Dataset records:

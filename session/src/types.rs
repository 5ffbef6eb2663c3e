//! Wire DTOs for the RAG op Maat auth and admin API.
//!
//! DESIGN
//! ======
//! These types mirror the backend's JSON bodies. The backend owns every user
//! record; the client only ever holds read-only copies, so nothing here has
//! behavior beyond (de)serialization. Derived authorization facts live in
//! `tier`.

#[cfg(test)]
#[path = "types_test.rs"]
mod types_test;

use std::fmt;

use serde::{Deserialize, Deserializer, Serialize};

// =============================================================================
// ROLE / TIER
// =============================================================================

/// Account role as reported by the backend.
#[derive(Clone, Copy, Debug, Default, PartialEq, Eq, Serialize, Deserialize)]
#[serde(rename_all = "snake_case")]
pub enum Role {
    #[default]
    User,
    Admin,
}

impl Role {
    #[must_use]
    pub fn as_str(self) -> &'static str {
        match self {
            Self::User => "user",
            Self::Admin => "admin",
        }
    }
}

impl fmt::Display for Role {
    fn fmt(&self, f: &mut fmt::Formatter<'_>) -> fmt::Result {
        f.write_str(self.as_str())
    }
}

/// Subscription tier.
///
/// Accounts created through self-registration start on `"free"`; any value
/// the client does not recognize is folded into [`Tier::Free`] as well, which
/// carries the most restrictive limits.
#[derive(Clone, Copy, Debug, Default, PartialEq, Eq, Hash, Serialize, Deserialize)]
#[serde(rename_all = "snake_case")]
pub enum Tier {
    Basic,
    Premium,
    WhiteLabel,
    #[default]
    #[serde(other)]
    Free,
}

impl Tier {
    #[must_use]
    pub fn as_str(self) -> &'static str {
        match self {
            Self::Free => "free",
            Self::Basic => "basic",
            Self::Premium => "premium",
            Self::WhiteLabel => "white_label",
        }
    }
}

impl fmt::Display for Tier {
    fn fmt(&self, f: &mut fmt::Formatter<'_>) -> fmt::Result {
        f.write_str(self.as_str())
    }
}

// =============================================================================
// USER PROFILE
// =============================================================================

/// The authenticated user as returned by `GET /api/auth/me` and the admin
/// user listing.
#[derive(Clone, Debug, PartialEq, Eq, Serialize, Deserialize)]
pub struct UserProfile {
    pub id: i64,
    pub username: String,
    pub email: String,
    #[serde(default, deserialize_with = "null_as_default")]
    pub role: Role,
    /// Nullable in the backend's user table.
    #[serde(default, deserialize_with = "null_as_default")]
    pub tier: Tier,
    #[serde(default = "default_true", deserialize_with = "null_as_true")]
    pub is_active: bool,
    #[serde(default, deserialize_with = "null_as_default")]
    pub is_trial_active: bool,
    #[serde(default, deserialize_with = "null_as_default")]
    pub days_left_in_trial: u32,
    /// ISO-8601 creation timestamp, when the backend includes it.
    #[serde(default, skip_serializing_if = "Option::is_none")]
    pub created_at: Option<String>,
}

fn default_true() -> bool {
    true
}

fn null_as_true<'de, D: Deserializer<'de>>(deserializer: D) -> Result<bool, D::Error> {
    Ok(Option::<bool>::deserialize(deserializer)?.unwrap_or(true))
}

/// Read an explicit `null` the same as a missing field.
fn null_as_default<'de, D, T>(deserializer: D) -> Result<T, D::Error>
where
    D: Deserializer<'de>,
    T: Deserialize<'de> + Default,
{
    Ok(Option::<T>::deserialize(deserializer)?.unwrap_or_default())
}

// =============================================================================
// AUTH REQUESTS / RESPONSES
// =============================================================================

#[derive(Debug, Serialize)]
pub(crate) struct LoginRequest<'a> {
    pub email: &'a str,
    pub password: &'a str,
}

/// Body of a successful `POST /api/auth/login`.
#[derive(Clone, Debug, PartialEq, Eq, Deserialize)]
pub struct AccessToken {
    pub access_token: String,
    #[serde(default)]
    pub token_type: Option<String>,
}

/// Self-service registration payload for `POST /api/auth/register`.
#[derive(Clone, Debug, PartialEq, Eq, Serialize)]
pub struct Registration {
    pub username: String,
    pub email: String,
    pub password: String,
}

/// Backend acknowledgement of a registration. Does not carry a credential.
#[derive(Clone, Debug, PartialEq, Eq, Serialize, Deserialize)]
pub struct RegisteredUser {
    #[serde(alias = "id")]
    pub user_id: i64,
    pub username: String,
    #[serde(default, skip_serializing_if = "Option::is_none")]
    pub email: Option<String>,
    #[serde(default, skip_serializing_if = "Option::is_none")]
    pub message: Option<String>,
}

// =============================================================================
// ADMIN REQUESTS
// =============================================================================

/// Payload for `POST /api/auth/users`.
#[derive(Clone, Debug, PartialEq, Eq, Serialize)]
pub struct NewUser {
    pub username: String,
    pub email: String,
    pub password: String,
    pub role: Role,
    pub tier: Tier,
    pub is_active: bool,
    /// Ask the backend to open a trial for the new account right away.
    pub start_trial: bool,
}

/// Partial update for `PUT /api/auth/users/{id}`. Absent fields are left
/// untouched by the backend.
#[derive(Clone, Debug, Default, PartialEq, Eq, Serialize)]
pub struct UserUpdate {
    #[serde(skip_serializing_if = "Option::is_none")]
    pub username: Option<String>,
    #[serde(skip_serializing_if = "Option::is_none")]
    pub email: Option<String>,
    #[serde(skip_serializing_if = "Option::is_none")]
    pub password: Option<String>,
    #[serde(skip_serializing_if = "Option::is_none")]
    pub role: Option<Role>,
    #[serde(skip_serializing_if = "Option::is_none")]
    pub tier: Option<Tier>,
    #[serde(skip_serializing_if = "Option::is_none")]
    pub is_active: Option<bool>,
    #[serde(skip_serializing_if = "Option::is_none")]
    pub start_trial: Option<bool>,
}

impl UserUpdate {
    /// True when no field would be sent.
    #[must_use]
    pub fn is_empty(&self) -> bool {
        *self == Self::default()
    }
}

/// Default trial length offered by the admin panel.
pub const DEFAULT_TRIAL_DAYS: u32 = 14;

/// Payload for `POST /api/users/{id}/trial`.
#[derive(Clone, Copy, Debug, PartialEq, Eq, Serialize)]
pub struct TrialGrant {
    pub days: u32,
}

impl Default for TrialGrant {
    fn default() -> Self {
        Self { days: DEFAULT_TRIAL_DAYS }
    }
}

### Problem details
In the data above, how many lines hold the string "users"? Give the number by itself.

### Task response
3